--- YOUR INSTRUCTIONS ---
Within the material, how many of the lines include the word "async"? State only that number.

--- STORED DATA ---
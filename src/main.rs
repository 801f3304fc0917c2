mod civitai;
mod config;
mod download;
mod health;
mod http;
mod invalidator;
mod metrics;
mod storage;

use std::sync::Arc;

use anyhow::{Context, Result};
use clap::Parser;
use tokio::signal;
use tokio_util::sync::CancellationToken;
use tracing_subscriber::EnvFilter;
use tracing_subscriber::layer::SubscriberExt;
use tracing_subscriber::util::SubscriberInitExt;

use crate::config::{Config, LogFormat, StorageBackend};
use crate::download::Downloader;
use crate::invalidator::Invalidator;
use crate::metrics::MetricsRegistry;
use crate::storage::ObjectStore;

// ---------------------------------------------------------------------------
// CLI
// ---------------------------------------------------------------------------

#[derive(Parser, Debug)]
#[command(name = "modelcache", about = "Caching reverse proxy for model registries")]
struct Cli {
    /// Path to the YAML configuration file.
    #[arg(
        short,
        long,
        env = "MODELCACHE_CONFIG",
        default_value = "/etc/modelcache/config.yaml"
    )]
    config: String,

    /// Listen address, overriding `listen` from the config file.
    #[arg(long)]
    bind: Option<String>,

    /// Default log filter, overriding `log.level` from the config file.
    #[arg(long)]
    log_level: Option<String>,
}

// ---------------------------------------------------------------------------
// Shared application state
// ---------------------------------------------------------------------------

/// Global state shared across all request handlers and background tasks.
#[derive(Clone)]
pub struct AppState {
    pub config: Arc<Config>,
    pub store: Arc<dyn ObjectStore>,
    pub downloader: Downloader,
    pub metrics: MetricsRegistry,
    /// Does not follow redirects; used for pass-through proxying and
    /// single-hop redirect resolution.
    pub passthrough_client: reqwest::Client,
    /// `None` when Civitai support is disabled.
    pub civitai: Option<civitai::MetadataCache>,
}

// ---------------------------------------------------------------------------
// Object store setup
// ---------------------------------------------------------------------------

async fn build_s3_client(config: &Config) -> Result<aws_sdk_s3::Client> {
    let s3 = &config.storage.s3;
    let mut aws_config_loader =
        aws_config::from_env().region(aws_config::Region::new(s3.region.clone()));

    if s3.use_fips {
        aws_config_loader = aws_config_loader.use_fips(true);
    }
    if let Some(endpoint) = &s3.endpoint {
        aws_config_loader = aws_config_loader.endpoint_url(endpoint);
    }

    let aws_config = aws_config_loader.load().await;

    let s3_config = aws_sdk_s3::config::Builder::from(&aws_config)
        .force_path_style(s3.force_path_style)
        .build();

    let client = aws_sdk_s3::Client::from_conf(s3_config);
    tracing::info!(
        bucket = %config.storage.bucket,
        region = %s3.region,
        endpoint = s3.endpoint.as_deref().unwrap_or("default"),
        fips = s3.use_fips,
        "S3 client initialised"
    );
    Ok(client)
}

async fn build_store(config: &Config) -> Result<Arc<dyn ObjectStore>> {
    match config.storage.backend {
        StorageBackend::S3 => {
            let client = build_s3_client(config).await?;
            Ok(Arc::new(storage::s3::S3Store::new(
                client,
                config.storage.s3.server_side_query,
            )))
        }
        StorageBackend::Local => {
            let path = config
                .storage
                .local
                .as_ref()
                .map(|local| local.path.clone())
                .context("storage.local.path is required when storage.backend is local")?;
            tokio::fs::create_dir_all(&path)
                .await
                .with_context(|| format!("failed to create local cache dir: {path}"))?;
            tracing::info!(%path, "local object store initialised");
            Ok(Arc::new(storage::local::LocalStore::new(path)))
        }
    }
}

// ---------------------------------------------------------------------------
// HTTP server (axum)
// ---------------------------------------------------------------------------

async fn run_http_server(state: AppState, cancel: CancellationToken) -> Result<()> {
    let app = http::handler::create_router(Arc::new(state.clone()));

    let listen_addr: std::net::SocketAddr = state
        .config
        .listen
        .parse()
        .context("invalid listen address")?;

    let listener = tokio::net::TcpListener::bind(listen_addr)
        .await
        .with_context(|| format!("failed to bind HTTP listener on {listen_addr}"))?;

    tracing::info!(%listen_addr, "HTTP server listening");

    axum::serve(listener, app)
        .with_graceful_shutdown(async move { cancel.cancelled().await })
        .await
        .context("HTTP server error")?;

    Ok(())
}

// ---------------------------------------------------------------------------
// Background tasks
// ---------------------------------------------------------------------------

fn build_invalidators(state: &AppState) -> Vec<Invalidator> {
    let config = &state.config;
    if !config.invalidator.enabled {
        tracing::info!("invalidator disabled");
        return Vec::new();
    }

    let mut domains: Vec<Box<dyn invalidator::RefreshDomain>> =
        vec![Box::new(invalidator::registry::RegistryManifests::new(
            state.downloader.clone(),
            &config.storage.bucket,
            config.registry.upstream_base(),
            &config.registry.manifest_media_type,
        ))];
    if let Some(cache) = &state.civitai {
        domains.push(Box::new(invalidator::civitai::CivitaiModels::new(
            cache.clone(),
            state.downloader.clone(),
        )));
    }

    domains
        .into_iter()
        .map(|domain| {
            Invalidator::new(
                Arc::clone(&state.store),
                &config.storage.bucket,
                config.invalidator.manifest_lifetime(),
                config.invalidator.interval(),
                domain,
                Arc::clone(&state.metrics.metrics),
            )
        })
        .collect()
}

// ---------------------------------------------------------------------------
// Graceful shutdown
// ---------------------------------------------------------------------------

async fn shutdown_signal() {
    let ctrl_c = async {
        signal::ctrl_c()
            .await
            .expect("failed to install Ctrl+C handler");
    };

    #[cfg(unix)]
    let terminate = async {
        signal::unix::signal(signal::unix::SignalKind::terminate())
            .expect("failed to install SIGTERM handler")
            .recv()
            .await;
    };

    #[cfg(not(unix))]
    let terminate = std::future::pending::<()>();

    tokio::select! {
        () = ctrl_c => tracing::info!("received SIGINT"),
        () = terminate => tracing::info!("received SIGTERM"),
    }
}

// ---------------------------------------------------------------------------
// Main
// ---------------------------------------------------------------------------

#[tokio::main]
async fn main() -> Result<()> {
    // ---- CLI ----
    let cli = Cli::parse();

    // ---- Config ----
    let mut config = config::load_config(&cli.config)?;
    if let Some(bind) = cli.bind {
        config.listen = bind;
    }
    if let Some(level) = cli.log_level {
        config.log.level = level;
    }
    let config = Arc::new(config);

    // ---- Tracing ----
    let filter =
        EnvFilter::try_from_default_env().unwrap_or_else(|_| EnvFilter::new(&config.log.level));
    let registry = tracing_subscriber::registry().with(filter);
    match config.log.format {
        LogFormat::Json => registry.with(tracing_subscriber::fmt::layer().json()).init(),
        LogFormat::Pretty => registry.with(tracing_subscriber::fmt::layer().pretty()).init(),
    }

    tracing::info!(config_path = %cli.config, "starting modelcache");

    // ---- Infrastructure clients ----
    let store = build_store(&config).await?;

    let http_client = reqwest::Client::builder()
        .user_agent("modelcache/0.1")
        .build()
        .context("failed to build reqwest client")?;
    let passthrough_client = reqwest::Client::builder()
        .user_agent("modelcache/0.1")
        .redirect(reqwest::redirect::Policy::none())
        .build()
        .context("failed to build pass-through reqwest client")?;

    // ---- Metrics ----
    let metrics = MetricsRegistry::new();

    // ---- Downloader ----
    let downloader = Downloader::new(
        Arc::clone(&store),
        http_client.clone(),
        config.downloader.clone(),
        config.registry.mislabeled_manifest_content_type.clone(),
        Arc::clone(&metrics.metrics),
    );

    // ---- Civitai ----
    let civitai = if config.civitai.enabled {
        let token = std::env::var(&config.civitai.token_env).unwrap_or_else(|_| {
            tracing::warn!(
                env = %config.civitai.token_env,
                "Civitai token not set, using anonymous API access"
            );
            String::new()
        });
        let client = civitai::Client::new(http_client.clone(), &config.civitai.api_url, token);
        tracing::info!(api_url = %config.civitai.api_url, "Civitai support enabled");
        Some(civitai::MetadataCache::new(
            Arc::clone(&store),
            &config.storage.bucket,
            client,
        ))
    } else {
        None
    };

    // ---- App state ----
    let state = AppState {
        config: Arc::clone(&config),
        store,
        downloader,
        metrics,
        passthrough_client,
        civitai,
    };

    // ---- Spawn services ----
    let cancel = CancellationToken::new();
    let mut handles = state.downloader.spawn_workers(cancel.clone());

    for invalidator in build_invalidators(&state) {
        handles.push(tokio::spawn(invalidator.run(cancel.clone())));
    }

    let http_handle = tokio::spawn({
        let s = state.clone();
        let cancel = cancel.clone();
        async move {
            if let Err(e) = run_http_server(s, cancel.clone()).await {
                tracing::error!(error = %e, "HTTP server failed");
                cancel.cancel();
            }
        }
    });

    // ---- Await shutdown ----
    tokio::select! {
        () = shutdown_signal() => {}
        () = cancel.cancelled() => {}
    }
    cancel.cancel();

    let _ = http_handle.await;
    for handle in handles {
        let _ = handle.await;
    }

    tracing::info!("modelcache shut down cleanly");
    Ok(())
}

--- SOLUTION ---
9